# Problème (ré)installation imprimante Canon PIXMA MG2550



## elisep (7 Octobre 2014)

Bonjour !
J'ai acheté fin août une imprimante Canon PIXMA MG2550 (connectée par USB) pour mon MacBook Pro. Dans la boîte un CD était fourni avec un driver pour Windows seulement. J'avais donc téléchargé les pilotes nécessaires sur le site de Canon comme c'était indiqué dans le manuel et mon imprimante était installée sans problème, imprimait et scannait. 
Il y a peu de temps (fin septembre il me semble), Apple a sorti une MAJ pour les logiciels d'imprimantes dont mon modèle Canon. Problème : depuis que j'ai installé cette MAJ, mon imprimante n'est plus installée sur mon ordinateur et impossible de la réinstaller. Le modèle se trouve bien dans la liste sortie par Apple récemment (http://support.apple.com/kb/HT3669?viewlocale=fr_FR) mais quand j'essaie de passer par Préférences Système pour l'installer, soit le système ne trouve pas de gestionnaire et me dit d'en sélectionner un (sauf que je n'en ai pas dans mon ordi), soit il trouve le gestionnaire "MG2500 series" mais au moment de le télécharger il me dit qu'il n'est pas disponible depuis le serveur Apple. J'ai lu beaucoup de choses et j'ai tout fait comme il faut (je fais bien "MAJ de logiciels" avant de connecter l'imprimante et d'essayer de l'installer etc) mais ça ne marche toujours pas.
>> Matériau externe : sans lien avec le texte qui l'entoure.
//! The engagement controller: the single mutual-exclusion boundary.
//!
//! All lifecycle state — current state, accepted document, compiled scope
//! rules, kill-switch record — lives behind one mutex, so every mutation is
//! serialized and every reader sees a consistent snapshot. Transitions are
//! append-then-commit: the audit entry is persisted first, and only then
//! does the in-memory state move. The kill switch is the one deliberate
//! exception; it terminates first and audits second, so termination is
//! never gated on store latency.

use std::sync::Arc;

use chrono::Utc;
use parking_lot::Mutex;
use serde::{Deserialize, Serialize};
use tracing::{info, warn};
use uuid::Uuid;

use rampart_audit::{
    AuditCategory, AuditChain, AuditEntry, AuditError, AuditLevel, ChainVerificationResult,
    EntryDraft,
};
use rampart_roe::{RoeSummary, RulesOfEngagement};
use rampart_scope::{ScopeDecision, ScopeEngine, ScopeSummary};

use crate::error::EngagementError;
use crate::killswitch::{KillSwitchError, KillSwitchRecord};
use crate::state::{next_state, EngagementState, Transition};

struct Inner {
    state: EngagementState,
    roe: Option<RulesOfEngagement>,
    scope: Option<ScopeEngine>,
    engagement_id: Option<Uuid>,
    kill: Option<KillSwitchRecord>,
}

/// Point-in-time view of the engagement, for reporting.
#[derive(Debug, Clone, Serialize, Deserialize)]
pub struct EngagementStatus {
    pub state: EngagementState,
    pub engagement_id: Option<Uuid>,
    pub document_id: Option<String>,
    pub title: Option<String>,
    pub operator_id: String,
    /// Seconds left in the validity window, when one is live.
    pub seconds_remaining: Option<i64>,
    pub kill_switch_active: bool,
    pub audit_entries: u64,
}

/// Governs one engagement from document acceptance to a terminal state.
pub struct EngagementController {
    audit: Arc<AuditChain>,
    operator_id: String,
    inner: Mutex<Inner>,
}

impl EngagementController {
    /// A fresh controller in `NotLoaded`, attributing actions to
    /// `operator_id` and recording onto `audit`.
    pub fn new(audit: Arc<AuditChain>, operator_id: impl Into<String>) -> Self {
        Self {
            audit,
            operator_id: operator_id.into(),
            inner: Mutex::new(Inner {
                state: EngagementState::NotLoaded,
                roe: None,
                scope: None,
                engagement_id: None,
                kill: None,
            }),
        }
    }

    /// Accept a rules of engagement document and move to `Ready`.
    ///
    /// Validation and scope compilation happen before anything is recorded
    /// or changed; a rejected document leaves the controller untouched.
    pub fn load_roe(&self, bytes: &[u8]) -> Result<RoeSummary, EngagementError> {
        let mut inner = self.inner.lock();
        let to = self.require(&inner, Transition::LoadRoe)?;

        let doc = rampart_roe::load(bytes)?;
        let scope = ScopeEngine::from_roe(&doc)?;
        let summary = doc.summary();

        self.audit.append(
            EntryDraft::new(
                AuditLevel::Info,
                AuditCategory::RulesOfEngagement,
                format!("rules of engagement {} accepted", doc.id),
            )
            .details(format!(
                "organization: {}; window: {} to {}",
                doc.organization, doc.start_time, doc.end_time
            )),
        )?;

        info!(document_id = %doc.id, "rules of engagement loaded");
        inner.roe = Some(doc);
        inner.scope = Some(scope);
        inner.state = to;
        Ok(summary)
    }

    /// Begin operations: `Ready` to `Active`.
    pub fn start(&self) -> Result<(), EngagementError> {
        let mut inner = self.inner.lock();
        let to = self.require(&inner, Transition::Start)?;

        // Present in Ready; require() already refused every earlier state.
        let doc = inner.roe.as_ref().ok_or(EngagementError::InvalidTransition {
            from: inner.state,
            requested: Transition::Start.name(),
        })?;
        if !doc.window_active(Utc::now()) {
            return Err(EngagementError::WindowClosed);
        }
        if !doc.operator_authorized(&self.operator_id) {
            return Err(EngagementError::OperatorNotAuthorized(
                self.operator_id.clone(),
            ));
        }

        let engagement_id = Uuid::new_v4();
        self.audit.append(EntryDraft::new(
            AuditLevel::Info,
            AuditCategory::Lifecycle,
            format!("engagement {engagement_id} started"),
        ))?;

        info!(%engagement_id, "engagement started");
        inner.engagement_id = Some(engagement_id);
        inner.state = to;
        Ok(())
    }

    /// Suspend operations: `Active` to `Paused`.
    pub fn pause(&self) -> Result<(), EngagementError> {
        self.lifecycle_step(Transition::Pause, "engagement paused".to_string())
    }

    /// Resume operations: `Paused` to `Active`.
    pub fn resume(&self) -> Result<(), EngagementError> {
        self.lifecycle_step(Transition::Resume, "engagement resumed".to_string())
    }

    /// End the engagement normally: `Active`/`Paused` to `Completed`.
    pub fn complete(&self, reason: &str) -> Result<(), EngagementError> {
        self.lifecycle_step(
            Transition::Complete,
            format!("engagement completed: {reason}"),
        )
    }

    fn lifecycle_step(
        &self,
        transition: Transition,
        summary: String,
    ) -> Result<(), EngagementError> {
        let mut inner = self.inner.lock();
        let to = self.require(&inner, transition)?;

        self.audit
            .append(EntryDraft::new(AuditLevel::Info, AuditCategory::Lifecycle, summary))?;

        info!(from = %inner.state, to = %to, "lifecycle transition");
        inner.state = to;
        Ok(())
    }

    /// Pull the kill switch: immediate, irreversible termination.
    ///
    /// Termination is committed before the emergency entry is appended, so
    /// it takes effect within this call whatever the store is doing. A
    /// second activation returns [`KillSwitchError::AlreadyTerminated`] and
    /// records nothing.
    pub fn activate_kill_switch(
        &self,
        reason: &str,
    ) -> Result<KillSwitchRecord, KillSwitchError> {
        if reason.trim().is_empty() {
            return Err(KillSwitchError::EmptyReason);
        }

        let mut inner = self.inner.lock();
        match inner.state {
            EngagementState::Terminated => {
                warn!("kill switch already fired; ignoring repeat activation");
                return Err(KillSwitchError::AlreadyTerminated);
            }
            EngagementState::Active | EngagementState::Paused => {}
            other => return Err(KillSwitchError::NotActivatable(other)),
        }

        let record = KillSwitchRecord::new(reason.to_string(), self.operator_id.clone());
        inner.kill = Some(record.clone());
        inner.state = EngagementState::Terminated;
        warn!(
            signal_id = %record.signal_id,
            reason = %record.reason,
            "kill switch activated; engagement terminated"
        );

        self.audit.append(
            EntryDraft::new(
                AuditLevel::Emergency,
                AuditCategory::KillSwitch,
                format!("kill switch activated: {reason}"),
            )
            .details(format!("signal {}", record.signal_id)),
        )?;

        Ok(record)
    }

    /// Decide whether `target` may be acted on right now.
    ///
    /// Fail-closed: anything short of an active engagement with a live
    /// validity window denies before scope rules are even consulted.
    /// Denials are recorded on the audit chain on a best-effort basis.
    pub fn validate_target(&self, target: &str) -> ScopeDecision {
        let inner = self.inner.lock();

        let decision = self.decide(&inner, target);
        if !decision.in_scope {
            warn!(target, reason = %decision.reason, "target denied");
            let draft = EntryDraft::new(
                AuditLevel::Warning,
                AuditCategory::Scope,
                format!("target denied: {}", decision.reason),
            )
            .target(target);
            if let Err(e) = self.audit.append(draft) {
                warn!(error = %e, "scope denial could not be audited");
            }
        }
        decision
    }

    fn decide(&self, inner: &Inner, target: &str) -> ScopeDecision {
        if inner.kill.is_some() {
            return denied("kill switch is active; all targets are out of scope");
        }
        if inner.state != EngagementState::Active {
            return denied(format!(
                "engagement is {}, not active; nothing is in scope",
                inner.state
            ));
        }
        let (Some(doc), Some(scope)) = (&inner.roe, &inner.scope) else {
            return denied("no rules of engagement in effect");
        };
        if !doc.window_active(Utc::now()) {
            return denied("engagement validity window has lapsed");
        }
        scope.validate_target(target)
    }

    /// Whether a technique may be used right now. Fail-closed outside an
    /// active engagement; otherwise the document's lists decide.
    pub fn technique_authorized(&self, technique_id: &str) -> bool {
        let inner = self.inner.lock();
        if inner.state != EngagementState::Active {
            return false;
        }
        inner
            .roe
            .as_ref()
            .is_some_and(|doc| doc.technique_authorized(technique_id))
    }

    /// Record a reconnaissance action against a target. Only an active
    /// engagement has actions to record.
    pub fn record_recon(
        &self,
        target: &str,
        technique_id: &str,
        tactic: &str,
        summary: &str,
    ) -> Result<AuditEntry, EngagementError> {
        let inner = self.inner.lock();
        if inner.state != EngagementState::Active {
            return Err(EngagementError::InvalidTransition {
                from: inner.state,
                requested: "record_recon",
            });
        }
        Ok(self
            .audit
            .record_recon(target, technique_id, tactic, summary)?)
    }

    /// Consistent snapshot of the engagement.
    pub fn status(&self) -> EngagementStatus {
        let inner = self.inner.lock();
        let seconds_remaining = inner
            .roe
            .as_ref()
            .and_then(|doc| doc.time_remaining(Utc::now()))
            .map(|d| d.num_seconds());
        EngagementStatus {
            state: inner.state,
            engagement_id: inner.engagement_id,
            document_id: inner.roe.as_ref().map(|doc| doc.id.clone()),
            title: inner.roe.as_ref().map(|doc| doc.title.clone()),
            operator_id: self.operator_id.clone(),
            seconds_remaining,
            kill_switch_active: inner.kill.is_some(),
            audit_entries: self.audit.entry_count(),
        }
    }

    /// Scope rule counts, once a document is in effect.
    pub fn scope_summary(&self) -> Option<ScopeSummary> {
        self.inner.lock().scope.as_ref().map(|s| s.summary())
    }

    /// The kill-switch record, if the switch has fired.
    pub fn kill_switch_record(&self) -> Option<KillSwitchRecord> {
        self.inner.lock().kill.clone()
    }

    /// Audit entries with `sequence >= since`, at most `limit`.
    pub fn get_audit_entries(
        &self,
        since: u64,
        limit: usize,
    ) -> Result<Vec<AuditEntry>, AuditError> {
        self.audit.entries_since(since, limit)
    }

    /// Replay and verify the full audit chain.
    pub fn verify_audit_chain(&self) -> Result<ChainVerificationResult, AuditError> {
        self.audit.verify_chain()
    }

    /// Export the audit chain as JSON, without mutating it.
    pub fn export_audit_log(&self) -> Result<Vec<u8>, AuditError> {
        self.audit.export()
    }

    fn require(
        &self,
        inner: &Inner,
        transition: Transition,
    ) -> Result<EngagementState, EngagementError> {
        next_state(inner.state, transition).ok_or_else(|| {
            warn!(
                from = %inner.state,
                requested = transition.name(),
                "illegal lifecycle transition refused"
            );
            EngagementError::InvalidTransition {
                from: inner.state,
                requested: transition.name(),
            }
        })
    }
}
Si je télécharge les pilotes sur le site de Canon directement ça ne fonctionne pas non plus, l'app Canon IJ Printer Utility me dit "Aucune imprimante disponible" quand je l'ouvre alors que l'imprimante est bien connectée, chargée en papier et en encre ... 
Ça fait beaucoup d'informations mais je suis un peu dépassée, je n'ai pas d'imprimante depuis plusieurs semaines et je n'en ai pas payée une pour avoir une simple photocopieuse. Si je ne trouve pas de solution à mon problème je songe à la revendre vu qu'elle est quasi-neuve pour m'en acheter une qui ait une meilleure comptabilité avec Mac. Ce forum est un peu mon dernier espoir. 
Merci d'avance !


----------



## Moonwalker (7 Octobre 2014)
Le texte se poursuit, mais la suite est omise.